Over to Candleford is the second book in Flora Thompson’s semi-autobiographical Lark Rise to Candleford Trilogy.
Candleford is a bigger town about eight miles away from the village of Lark Rise where Laura’s family lives. For years, Laura heard offhand plans about maybe going over to Candleford one day. Then finally it happens.
Laura’s father hires a cart, and the whole family drives over to visit relatives. Laura and her brother Edmund are fascinated by the new things they see. They are a bit intimidated by their relatives, though. Both families they visit are more well-to-do than Laura’s. The first has so much excess that Laura doesn’t feel comfortable. The second family is less ostentatious and more thoughtful and kind, and Laura feels more at home.
Later, Laura’s mother asks if Laura and Edmund think they could walk to Candleford by themselves. I can’t fathom sending children that young (nine and eleven) on an eight mile walk alone. But they make it.
This starts Laura on several visits to Candleford. One of my favorite parts is when she discovers a pile of old books in the attic and then discovers her uncle loves to read as much as she does.
Every afternoon when her cousins could be persuaded to go out or do what they wanted to do without her, she would tap at the door of her uncle’s workshop and hear the familiar challenge, ‘Who goes there?’ and reply, ‘Bookworms, Limited,’ and, receiving the password, go in and sit by the open window looking out on the garden and river and read while her uncle worked.
Laura’s family might seem a little rough to modern readers. They are not unkind, but they don’t coddle their children. “Her mother was kind and sensible and loved her children dearly, but she did not believe in showing too much tenderness towards them or in ‘giving herself away’ to the world at large.” When a neighbor tells Laura, “Never you mind, my poppet. Good looks ain’t everything, and you can’t help it if you did happen to be behind the door when they were being given out,” her mother tells her later, “You’re all right. Always keep yourself clean and neat and try to have a pleasant, good-tempered expression, and you’ll pass in a crowd.”

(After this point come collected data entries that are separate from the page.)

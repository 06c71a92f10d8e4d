//! Async file helpers shared by registries and environments

use std::path::{Path, PathBuf};

use serde::Serialize;
use serde::de::DeserializeOwned;

use crate::{Error, Result};

/// File name of per-record config sidecars
pub const CONFIG_FILE: &str = ".config.json";

/// Whether a path's final component is a dotfile
#[must_use]
pub fn is_hidden(path: &Path) -> bool {
    path.file_name()
        .and_then(|n| n.to_str())
        .is_some_and(|n| n.starts_with('.'))
}

/// Recursively collect `*.json` files under `dir`, skipping dotfiles and dot-directories
///
/// Returns an empty list if `dir` does not exist. Results are sorted by path.
///
/// # Errors
///
/// Returns an error if an existing directory cannot be read
pub async fn collect_json_files(dir: &Path) -> Result<Vec<PathBuf>> {
    let mut files = Vec::new();
    if !tokio::fs::try_exists(dir).await? {
        return Ok(files);
    }

    let mut pending = vec![dir.to_path_buf()];
    while let Some(current) = pending.pop() {
        let mut entries = tokio::fs::read_dir(&current).await?;
        while let Some(entry) = entries.next_entry().await? {
            let path = entry.path();
            if is_hidden(&path) {
                continue;
            }
            if entry.file_type().await?.is_dir() {
                pending.push(path);
            } else if path.extension().is_some_and(|ext| ext == "json") {
                files.push(path);
            }
        }
    }

    files.sort();
    Ok(files)
}

/// List immediate subdirectories of `dir`, sorted, skipping dot-directories
///
/// # Errors
///
/// Returns an error if an existing directory cannot be read
pub async fn list_subdirectories(dir: &Path) -> Result<Vec<PathBuf>> {
    let mut dirs = Vec::new();
    if !tokio::fs::try_exists(dir).await? {
        return Ok(dirs);
    }

    let mut entries = tokio::fs::read_dir(dir).await?;
    while let Some(entry) = entries.next_entry().await? {
        let path = entry.path();
        if !is_hidden(&path) && entry.file_type().await?.is_dir() {
            dirs.push(path);
        }
    }

    dirs.sort();
    Ok(dirs)
}

/// List `*.json` files directly inside `dir` (not recursive), sorted, skipping dotfiles
///
/// # Errors
///
/// Returns an error if an existing directory cannot be read
pub async fn list_json_files(dir: &Path) -> Result<Vec<PathBuf>> {
    let mut files = Vec::new();
    if !tokio::fs::try_exists(dir).await? {
        return Ok(files);
    }

    let mut entries = tokio::fs::read_dir(dir).await?;
    while let Some(entry) = entries.next_entry().await? {
        let path = entry.path();
        if is_hidden(&path) || !entry.file_type().await?.is_file() {
            continue;
        }
        if path.extension().is_some_and(|ext| ext == "json") {
            files.push(path);
        }
    }

    files.sort();
    Ok(files)
}

/// Read and deserialize a JSON file
///
/// # Errors
///
/// Returns an error if the file cannot be read or parsed
pub async fn read_json<T: DeserializeOwned>(path: &Path) -> Result<T> {
    let content = tokio::fs::read(path).await?;
    Ok(serde_json::from_slice(&content)?)
}

/// Serialize a value as pretty JSON and write it, creating parent directories
///
/// # Errors
///
/// Returns an error if serialization or the write fails
pub async fn write_json<T: Serialize + Sync>(path: &Path, value: &T) -> Result<()> {
    let content = serde_json::to_vec_pretty(value)?;
    write_bytes(path, &content).await
}

/// Write raw bytes, creating parent directories
///
/// # Errors
///
/// Returns an error if a directory cannot be created or the write fails
pub async fn write_bytes(path: &Path, content: &[u8]) -> Result<()> {
    if let Some(parent) = path.parent() {
        tokio::fs::create_dir_all(parent).await?;
    }
    tokio::fs::write(path, content).await?;
    Ok(())
}

/// Move a file, falling back to copy-then-remove across filesystems
///
/// The source is only removed after the copy succeeded.
///
/// # Errors
///
/// Returns `Error::FileOperation` naming both paths if the move cannot be completed
pub async fn move_file(from: &Path, to: &Path) -> Result<()> {
    if let Some(parent) = to.parent() {
        tokio::fs::create_dir_all(parent)
            .await
            .map_err(|source| file_error("move", from, to, source))?;
    }

    if let Err(e) = tokio::fs::rename(from, to).await {
        tracing::debug!(
            from = %from.display(),
            to = %to.display(),
            error = %e,
            "rename failed, falling back to copy"
        );
        tokio::fs::copy(from, to)
            .await
            .map_err(|source| file_error("copy", from, to, source))?;
        tokio::fs::remove_file(from)
            .await
            .map_err(|source| file_error("remove", from, to, source))?;
    }

    Ok(())
}

fn file_error(operation: &'static str, from: &Path, to: &Path, source: std::io::Error) -> Error {
    Error::FileOperation {
        operation,
        from: from.to_path_buf(),
        to: to.to_path_buf(),
        source,
    }
}
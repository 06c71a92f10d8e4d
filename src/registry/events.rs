//! In-process change notification for registries

use std::sync::{Arc, Mutex, PoisonError};

/// Change applied to a registry
#[derive(Debug, Clone, PartialEq, Eq)]
pub enum RegistryEvent {
    /// A record was created
    Added(String),
    /// A record was overwritten
    Updated(String),
    /// A record was removed
    Deleted(String),
    /// Every record was removed
    Cleared,
}

/// Handle returned by `subscribe`, used to unsubscribe
#[derive(Debug, Clone, Copy, PartialEq, Eq, Hash)]
pub struct SubscriptionId(u64);

type Listener = Arc<dyn Fn(&RegistryEvent) + Send + Sync>;

#[derive(Default)]
struct ListenerSet {
    next_id: u64,
    listeners: Vec<(SubscriptionId, Listener)>,
}

/// Ordered list of listeners, invoked synchronously in subscription order
#[derive(Default)]
pub(super) struct Listeners {
    inner: Mutex<ListenerSet>,
}

impl Listeners {
    pub(super) fn add<F>(&self, listener: F) -> SubscriptionId
    where
        F: Fn(&RegistryEvent) + Send + Sync + 'static,
    {
        let mut set = self.inner.lock().unwrap_or_else(PoisonError::into_inner);
        let id = SubscriptionId(set.next_id);
        set.next_id += 1;
        set.listeners.push((id, Arc::new(listener)));
        id
    }

    pub(super) fn remove(&self, id: SubscriptionId) -> bool {
        let mut set = self.inner.lock().unwrap_or_else(PoisonError::into_inner);
        let before = set.listeners.len();
        set.listeners.retain(|(existing, _)| *existing != id);
        set.listeners.len() != before
    }

    pub(super) fn notify(&self, event: &RegistryEvent) {
        // Snapshot so listeners may subscribe or unsubscribe re-entrantly
        let snapshot: Vec<Listener> = {
            let set = self.inner.lock().unwrap_or_else(PoisonError::into_inner);
            set.listeners.iter().map(|(_, l)| Arc::clone(l)).collect()
        };
        for listener in snapshot {
            listener(event);
        }
    }
}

Laura starts to feel less valued than the new babies, until her mother finally treasures the bond they share in remembering early days and people that the youngest can’t.
When Laura turns thirteen, that’s about the time girls in the village found work outside the home to help support the family. But Laura is unsuited for many of the lines of work open to her and feels like a failure. Then an unexpected opportunity arises.
There is a little more plot to this book than Lark Rise, the first one. But there’s still a lot of description and short vignettes of people and customs.
I enjoyed the opening of new horizons to Laura in visiting a bigger town and unfamiliar people. I also liked her arc from a girl into a teenager.
Thompson also shares the changes that occurred during her lifetime.
They were still much as their forefathers had been; but change was creeping in, if slowly. A weekly newspaper came into every house, either by purchase or borrowing, and although these were still written by educated men for the educated, and our hamlet intellects had sometimes to reach up a little for their ideas, ideas were slowly percolating.
I smiled at this about bicycles:
But, although it was not yet realized, the revolution in transport had begun. The first high ‘penny-farthing’ bicycles were already on the roads, darting and swerving like swallows heralding the summer of the buses and cars and motor cycles which were soon to transform country life. But how fast those new bicycles travelled and how dangerous they looked! Pedestrians backed almost into the hedges when they met one of them, for was there not almost every week in the Sunday newspaper the story of some one being knocked down and killed by a bicycle, and letters from readers saying cyclists ought not to be allowed to use the roads, which, as everybody knew, were provided for people to walk on or to drive on behind horses. ‘Bicyclists ought to have roads to themselves, like railway trains’ was the general opinion.
Yet it was thrilling to see a man hurtling through space on one high wheel, with another tiny wheel wobbling helplessly behind. You wondered how they managed to keep their balance. No wonder they wore an anxious air. ‘Bicyclist’s face’, the expression was called, and the newspapers foretold a hunchbacked and tortured-faced future generation as a result of the pastime.
There’s always resistance to any progress, and then it becomes normal.
As a homebody myself, I appreciated this:
To the women, home was home in a special sense, for nine-tenths of their lives were spent indoors. There they washed and cooked and cleaned and mended for their teeming families; there they enjoyed their precious half-hour’s peace with a cup of tea before the fire in the afternoon, and there they bore their troubles as best they could and cherished their few joys. At times when things did not press too heavily upon them they found pleasure in re-arranging their few poor articles of furniture, in re-papering the walls and making quilts and cushions of scraps of old cloth to adorn their dwelling and add to its comfort, and few were so poor that they had not some treasure to exhibit, some article that had been in the family since ‘I dunno when’, or had been bought at a sale of furniture at such-and-such a great house, or had been given them when in service.
This was a sweet story, and I look forward to the next one, Candleford Green.